__What is needed__: Filter the entries beneath this task, copying only the lines that hold the word "SuiteOptions".

__Entries provided__:
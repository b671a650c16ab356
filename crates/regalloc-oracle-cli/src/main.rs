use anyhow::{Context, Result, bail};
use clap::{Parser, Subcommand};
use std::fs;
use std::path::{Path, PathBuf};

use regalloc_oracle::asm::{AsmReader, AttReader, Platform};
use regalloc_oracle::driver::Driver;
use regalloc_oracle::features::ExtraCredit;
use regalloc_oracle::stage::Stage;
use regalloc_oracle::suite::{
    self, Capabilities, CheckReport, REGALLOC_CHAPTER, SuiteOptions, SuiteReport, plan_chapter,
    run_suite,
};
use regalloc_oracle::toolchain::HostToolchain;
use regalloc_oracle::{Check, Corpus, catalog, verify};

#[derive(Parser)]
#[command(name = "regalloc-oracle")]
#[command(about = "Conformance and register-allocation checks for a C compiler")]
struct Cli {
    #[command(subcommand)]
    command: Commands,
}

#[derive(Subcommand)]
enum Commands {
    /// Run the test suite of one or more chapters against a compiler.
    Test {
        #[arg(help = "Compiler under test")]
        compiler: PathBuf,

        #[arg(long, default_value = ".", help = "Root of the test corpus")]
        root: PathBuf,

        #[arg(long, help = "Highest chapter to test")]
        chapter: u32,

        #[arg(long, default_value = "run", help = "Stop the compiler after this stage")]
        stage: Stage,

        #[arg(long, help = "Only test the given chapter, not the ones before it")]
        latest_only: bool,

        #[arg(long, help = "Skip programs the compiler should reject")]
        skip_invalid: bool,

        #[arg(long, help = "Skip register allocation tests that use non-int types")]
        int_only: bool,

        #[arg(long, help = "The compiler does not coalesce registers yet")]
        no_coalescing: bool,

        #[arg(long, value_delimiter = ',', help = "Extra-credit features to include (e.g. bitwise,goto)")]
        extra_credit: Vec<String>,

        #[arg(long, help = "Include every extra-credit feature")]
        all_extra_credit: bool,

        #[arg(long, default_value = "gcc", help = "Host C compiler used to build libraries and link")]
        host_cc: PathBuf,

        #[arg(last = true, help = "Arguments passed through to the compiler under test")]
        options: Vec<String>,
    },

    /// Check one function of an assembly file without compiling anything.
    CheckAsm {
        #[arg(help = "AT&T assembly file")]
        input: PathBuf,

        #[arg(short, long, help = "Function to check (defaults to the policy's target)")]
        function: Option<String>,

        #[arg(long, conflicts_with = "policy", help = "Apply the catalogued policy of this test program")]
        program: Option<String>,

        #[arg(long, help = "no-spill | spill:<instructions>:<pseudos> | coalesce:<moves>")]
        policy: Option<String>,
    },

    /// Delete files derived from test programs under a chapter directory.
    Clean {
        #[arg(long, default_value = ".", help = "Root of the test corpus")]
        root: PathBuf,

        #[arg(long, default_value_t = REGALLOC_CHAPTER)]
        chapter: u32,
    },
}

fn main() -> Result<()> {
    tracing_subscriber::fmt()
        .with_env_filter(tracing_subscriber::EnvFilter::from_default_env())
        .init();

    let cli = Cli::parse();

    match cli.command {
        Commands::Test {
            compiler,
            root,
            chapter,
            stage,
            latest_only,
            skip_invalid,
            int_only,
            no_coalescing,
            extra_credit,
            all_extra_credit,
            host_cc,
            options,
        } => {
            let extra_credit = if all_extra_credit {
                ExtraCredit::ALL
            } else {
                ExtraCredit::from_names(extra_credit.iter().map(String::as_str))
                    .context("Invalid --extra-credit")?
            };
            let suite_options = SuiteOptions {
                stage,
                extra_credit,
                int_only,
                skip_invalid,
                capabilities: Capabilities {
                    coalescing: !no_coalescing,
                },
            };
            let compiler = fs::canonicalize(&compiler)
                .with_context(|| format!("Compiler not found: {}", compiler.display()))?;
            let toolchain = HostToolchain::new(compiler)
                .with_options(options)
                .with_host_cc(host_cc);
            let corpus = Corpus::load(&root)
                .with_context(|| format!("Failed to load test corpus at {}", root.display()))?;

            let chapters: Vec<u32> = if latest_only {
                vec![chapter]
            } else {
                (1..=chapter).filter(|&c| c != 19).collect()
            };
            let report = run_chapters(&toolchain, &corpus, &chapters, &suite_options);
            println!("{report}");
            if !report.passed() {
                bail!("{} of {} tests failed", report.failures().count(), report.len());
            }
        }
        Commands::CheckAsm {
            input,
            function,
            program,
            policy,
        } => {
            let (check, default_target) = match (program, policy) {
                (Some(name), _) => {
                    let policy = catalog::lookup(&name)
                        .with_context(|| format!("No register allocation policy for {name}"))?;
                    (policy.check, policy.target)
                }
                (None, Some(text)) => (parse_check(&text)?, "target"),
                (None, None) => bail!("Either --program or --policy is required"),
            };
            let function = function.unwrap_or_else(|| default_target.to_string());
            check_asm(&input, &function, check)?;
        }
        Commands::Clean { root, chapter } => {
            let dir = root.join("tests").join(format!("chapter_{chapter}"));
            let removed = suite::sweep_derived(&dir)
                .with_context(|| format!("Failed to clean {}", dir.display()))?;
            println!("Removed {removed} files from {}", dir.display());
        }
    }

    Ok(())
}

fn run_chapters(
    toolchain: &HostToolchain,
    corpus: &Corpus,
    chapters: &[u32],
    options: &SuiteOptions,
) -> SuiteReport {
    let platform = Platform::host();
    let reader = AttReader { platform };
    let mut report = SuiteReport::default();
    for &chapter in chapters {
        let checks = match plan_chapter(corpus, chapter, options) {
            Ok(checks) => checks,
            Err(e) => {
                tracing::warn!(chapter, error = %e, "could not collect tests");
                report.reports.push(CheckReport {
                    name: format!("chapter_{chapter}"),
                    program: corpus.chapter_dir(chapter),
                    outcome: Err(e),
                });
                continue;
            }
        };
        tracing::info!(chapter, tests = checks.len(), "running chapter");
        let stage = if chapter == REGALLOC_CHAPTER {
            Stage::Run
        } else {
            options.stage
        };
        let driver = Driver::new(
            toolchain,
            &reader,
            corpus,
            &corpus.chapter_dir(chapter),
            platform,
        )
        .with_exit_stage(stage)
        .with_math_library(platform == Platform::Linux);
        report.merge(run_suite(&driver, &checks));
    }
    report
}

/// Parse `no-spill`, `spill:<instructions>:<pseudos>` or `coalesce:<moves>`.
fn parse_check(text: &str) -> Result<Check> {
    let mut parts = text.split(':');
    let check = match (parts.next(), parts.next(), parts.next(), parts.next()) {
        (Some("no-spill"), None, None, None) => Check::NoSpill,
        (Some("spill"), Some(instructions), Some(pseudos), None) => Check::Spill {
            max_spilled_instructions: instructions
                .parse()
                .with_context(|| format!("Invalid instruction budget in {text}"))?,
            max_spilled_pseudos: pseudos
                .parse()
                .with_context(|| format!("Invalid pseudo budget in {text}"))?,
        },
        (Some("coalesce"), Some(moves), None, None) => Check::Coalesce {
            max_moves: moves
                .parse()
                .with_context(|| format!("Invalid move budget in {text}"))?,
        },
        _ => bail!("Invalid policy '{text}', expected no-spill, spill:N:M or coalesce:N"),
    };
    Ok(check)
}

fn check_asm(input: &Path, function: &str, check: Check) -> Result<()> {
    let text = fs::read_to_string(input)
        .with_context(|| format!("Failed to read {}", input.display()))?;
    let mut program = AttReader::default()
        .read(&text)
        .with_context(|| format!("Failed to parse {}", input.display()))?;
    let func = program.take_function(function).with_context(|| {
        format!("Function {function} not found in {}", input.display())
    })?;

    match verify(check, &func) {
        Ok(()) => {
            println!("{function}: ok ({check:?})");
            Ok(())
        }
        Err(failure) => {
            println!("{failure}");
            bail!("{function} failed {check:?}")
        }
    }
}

__Your response__:
    self, Capabilities, CheckReport, REGALLOC_CHAPTER, SuiteOptions, SuiteReport, plan_chapter,
            let suite_options = SuiteOptions {
    options: &SuiteOptions,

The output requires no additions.